Antibiotic prophylaxis in total hip replacement.

Br Med J 1979; 1 doi: https://doi.org/10.1136/bmj.1.6165.707 (Published 17 March 1979) Cite this as: Br Med J 1979;1:707
  1. J P Pollard,
  2. S P Hughes,
  3. J E Scott,
  4. M J Evans,
  5. M K Benson

    Abstract

    A controlled prospective trial to compare the efficacy of the antibiotics cephaloridine and flucloxacillin in preventing infection after total hip replacement was conducted at three hospitals. The antibiotic regimens began before surgery, cephaloridine being continued for 12 hours and flucloxacillin for 14 days afterwards. Over an 18-month period 297 patients undergoing a total of 310 hip replacements were entered into the trial and randomly allocated to one of the regimens. The follow-up period ranged from one to two and a half years. All operations were performed in conventional operating theatres; at two of the hospitals these were also used by various other surgical disciplines.
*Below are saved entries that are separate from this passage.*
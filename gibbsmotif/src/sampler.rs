//! Exclude-one Gibbs sampling of motif windows.

use std::collections::HashMap;
use std::iter::Iterator;

use log::debug;
use log::trace;
use rand::distributions::Distribution;
use rand::Rng;
use rand_distr::WeightedIndex;

use super::abc::Alphabet;
use super::abc::Background;
use super::abc::Dna;
use super::abc::Pseudocounts;
use super::collection::MotifState;
use super::collection::SequenceCollection;
use super::config::SamplerConfig;
use super::convergence::pwms_similar;
use super::err::ConfigurationError;
use super::err::Error;
use super::pwm::calc_pwm;
use super::pwm::FrequencyMatrix;

// --- GibbsStep ---------------------------------------------------------------

/// The outcome of a single sampling step.
#[derive(Clone, Debug)]
pub struct GibbsStep<A: Alphabet = Dna> {
    /// The state after resampling the held-out window.
    pub new_state: MotifState,
    /// The state the step started from.
    pub old_state: MotifState,
    /// The matrix built from every window of the new state.
    pub new_pwm: FrequencyMatrix<A>,
    /// The matrix built from every window of the old state.
    pub old_pwm: FrequencyMatrix<A>,
    /// The index of the held-out sequence.
    pub excluded: usize,
}

/// Run a single exclude-one sampling step.
///
/// A sequence is drawn uniformly and held out, a matrix is built from the
/// windows of every other sequence, and the window of the held-out sequence
/// is redrawn with a probability proportional to the likelihood ratio of
/// each candidate window under the matrix versus the background. Ratios
/// are accumulated as log-odds, so any motif width is handled.
///
/// The collection is never modified: the state is taken by value and the
/// updated state is returned in the [`GibbsStep`].
pub fn run_sampler<A, R>(
    collection: &SequenceCollection<A>,
    state: MotifState,
    background: &Background<A>,
    pseudocounts: &Pseudocounts<A>,
    rng: &mut R,
) -> Result<GibbsStep<A>, Error>
where
    A: Alphabet,
    R: Rng + ?Sized,
{
    if collection.is_empty() || !state.matches(collection) {
        return Err(ConfigurationError::InvalidState.into());
    }

    let old_pwm = calc_pwm(state.instances(collection), pseudocounts)?;
    let excluded = rng.gen_range(0..collection.len());

    let others = state
        .instances(collection)
        .into_iter()
        .enumerate()
        .filter(|&(i, _)| i != excluded)
        .map(|(_, window)| window);
    let weights = calc_pwm(others, pseudocounts)?.to_weight(background);

    let record = &collection[excluded];
    let scores = record
        .instances()
        .iter()
        .map(|window| weights.log_score(window))
        .collect::<Vec<f64>>();

    // likelihood ratios are rescaled by the best window before leaving log space
    let mut new_state = state.clone();
    let best = scores.iter().copied().fold(f64::NEG_INFINITY, f64::max);
    if best.is_finite() {
        let ratios = scores.iter().map(|&x| (x - best).exp());
        if let Ok(dist) = WeightedIndex::<f64>::new(ratios) {
            new_state.set(excluded, dist.sample(rng));
        }
    }
    let new_pwm = calc_pwm(new_state.instances(collection), pseudocounts)?;

    trace!(
        "held out {} ({}), window {} -> {}",
        excluded,
        record.name(),
        state.start(excluded),
        new_state.start(excluded)
    );

    Ok(GibbsStep {
        new_state,
        old_state: state,
        new_pwm,
        old_pwm,
        excluded,
    })
}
Four patients developed deep infection, two having received the cephaloridine and two the flucloxacillin regimen. The overall rate of deep infection was therefore 1.3%. Thus three doses of cephaloridine proved to be as effective as a two-week regimen of flucloxacillin. Giving a prophylactic systemic antibiotic reduced the incidence of infection to a level comparable with that obtained in ultra-clean-air operating enclosures.